How Vehicle Braking Systems Work: Learn How You Stop

While most people don’t think much about their vehicles or its braking system, you should have an idea of what goes on and how it affects your ability to stop. Many times, people have spongy brakes or other issues, but they aren’t aware of the dangers or even notice the issue. Therefore, it’s best to learn as much as you can so that you’re prepared. Whether you choose to fix the issue yourself or take it to a trusted vehicle technician, you know the dangers and are well-informed.


The braking system of your vehicle is likely to have brakes on all four of the wheels, all of them operated by the hydraulic system. You can find both drum and disc style brakes, and both work similarly.

The front brakes are more important for stopping the vehicle than the rear ones, though both sets are important. However, when you hit the brakes, the vehicle’s weight is thrown forward, which is why the front brakes are most important.

Because of the weight shift, most cars use disc brakes because they are more efficient. Many times, drum brakes are used on the rear. However, your vehicle may use all disc brakes or all drum brakes depending on the manufacturer.

Higher-performance and expensive models may use an all-disc braking system. Typically, all-drum systems are used on smaller or older makes.


The hydraulic brake circuit uses fluid-filled cylinders, called slave and master cylinders, that are connected by pipes. Therefore, when you push the brake pedal down, it depresses the piston in the master cylinder, which forces fluid through the pipe. The fluid travels to all the slave cylinders at each wheel, filling them up and forcing those pistons out, which applies the brake.

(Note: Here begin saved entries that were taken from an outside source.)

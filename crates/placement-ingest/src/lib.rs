//! Upload ingestion for placement analytics.
//!
//! Turns an uploaded file (declared name + bytes) into an
//! [`UploadedTable`](placement_model::UploadedTable).
//!
//! # Features
//!
//! - **Format detection**: by extension only (`.csv`, `.xlsx`, `.xlsm`,
//!   `.xls`, `.ods`)
//! - **CSV**: parsed with polars, native column types inferred
//! - **Workbooks**: first worksheet parsed with calamine
//! - **Limits**: upload size and row count ceilings
//!
//! # Example
//!
//! ```ignore
//! use placement_ingest::read_upload;
//! use placement_model::AnalyticsOptions;
//!
//! let table = read_upload("results.csv", &bytes, &AnalyticsOptions::default())?;
//! ```

mod csv;
mod error;
mod format;
mod header;
mod upload;
mod workbook;

// === Error Types ===
pub use error::{IngestError, Result};

// === Format Detection ===
pub use format::{TableFormat, WorkbookKind};

// === Readers ===
pub use csv::{any_to_cell, read_csv_bytes};
pub use header::normalize_header;
pub use upload::{check_upload_size, read_table_file, read_upload};
pub use workbook::{data_to_cell, read_workbook_bytes};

The fluid and pressure within evenly distributes throughout the system. Because the combined surface pushes the slave pistons and forces them outward, it stops the vehicle. However, the pushing of the slave pistons gives more force than the master cylinder piston. Therefore, the master piston travels many inches to help the slave pistons move a less than an inch to apply the brakes.

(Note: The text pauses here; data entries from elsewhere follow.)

//! Header list to [`ColumnBinding`] resolution.

use placement_model::{ColumnBinding, ColumnRole};

use crate::aliases::aliases_for;
use crate::error::ResolveError;

/// Finds the first alias of `role` that appears in `headers`.
///
/// Iterates the alias list, not the headers, so alias priority decides
/// between two matching columns regardless of their position in the table.
pub fn find_column(headers: &[String], role: ColumnRole) -> Option<String> {
    aliases_for(role)
        .iter()
        .find(|alias| headers.iter().any(|header| header == *alias))
        .map(|alias| (*alias).to_string())
}

/// Binds headers to the site, field and score roles.
///
/// A missing site column is an error. A missing field column falls back to
/// the site column; a missing score column leaves the score unbound.
pub fn resolve_columns(headers: &[String]) -> Result<ColumnBinding, ResolveError> {
    let site_column = find_column(headers, ColumnRole::Site).ok_or_else(|| {
        ResolveError::MissingRequiredColumn {
            role: ColumnRole::Site,
            expected: aliases_for(ColumnRole::Site).join(", "),
        }
    })?;
    let field_column =
        find_column(headers, ColumnRole::Field).unwrap_or_else(|| site_column.clone());
    let score_column = find_column(headers, ColumnRole::Score);

    tracing::debug!(
        site = %site_column,
        field = %field_column,
        score = score_column.as_deref().unwrap_or("-"),
        "columns resolved"
    );

    Ok(ColumnBinding {
        site_column,
        field_column,
        score_column,
    })
}

#[cfg(test)]
mod tests {
    use super::*;

    fn headers(names: &[&str]) -> Vec<String> {
        names.iter().map(|name| (*name).to_string()).collect()
    }

    #[test]
    fn resolves_english_headers() {
        let binding = resolve_columns(&headers(&["Site", "Field", "Score"])).unwrap();
        assert_eq!(binding.site_column, "Site");
        assert_eq!(binding.field_column, "Field");
        assert_eq!(binding.score_column.as_deref(), Some("Score"));
    }

    #[test]
    fn alias_order_beats_table_order() {
        // "Site" appears first in the table, but the Hebrew alias ranks higher.
        let binding = resolve_columns(&headers(&["Site", "מקום הכשרה"])).unwrap();
        assert_eq!(binding.site_column, "מקום הכשרה");
    }

    #[test]
    fn field_falls_back_to_site() {
        let binding = resolve_columns(&headers(&["Placement", "Score"])).unwrap();
        assert_eq!(binding.field_column, "Placement");
        assert!(binding.field_is_fallback());
    }

    #[test]
    fn score_is_optional() {
        let binding = resolve_columns(&headers(&["Site", "Field"])).unwrap();
        assert_eq!(binding.score_column, None);
    }

    #[test]
    fn missing_site_is_error() {
        let err = resolve_columns(&headers(&["Name", "Value"])).unwrap_err();
        assert_eq!(err.role(), ColumnRole::Site);
        assert!(err.to_string().starts_with("missing required site column"));
    }

    #[test]
    fn matching_is_exact() {
        assert!(resolve_columns(&headers(&["site", "SITE "])).is_err());
    }
}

The configuration of the system allows more force to be exerted by your brakes and is a highly efficient system.

Changes and Differences

Modern vehicles usually have twin hydraulic circuits, and each circuit has a master cylinder. It’s a backup in case one cylinder fails. Usually, one circuit is used for the front brakes while another operates the back ones. However, you can have both circuits work the front brakes with one working the back brakes as well.

The rear brakes are usually made to be less powerful than the front because if you were to heavily brake, too much weight can come off the back wheels, causing them to lock, which can lead to skidding.

Anti-lock braking systems are also used on modern cars to prevent this issue. The system applies and releases the brakes quickly, so they don’t lock up. Many newer cars use a valve or sensor to ensure that the pressure and load aren’t too high for the system itself. The valve can close when you’re braking heavily, which prevents more hydraulic fluid from reaching the cylinders and pistons, preventing the brakes from locking up.


Some cars also have power assistants, which reduces effort required to apply the brakes. The source of power is the difference between the inlet manifold, which creates a partial vacuum with outside air.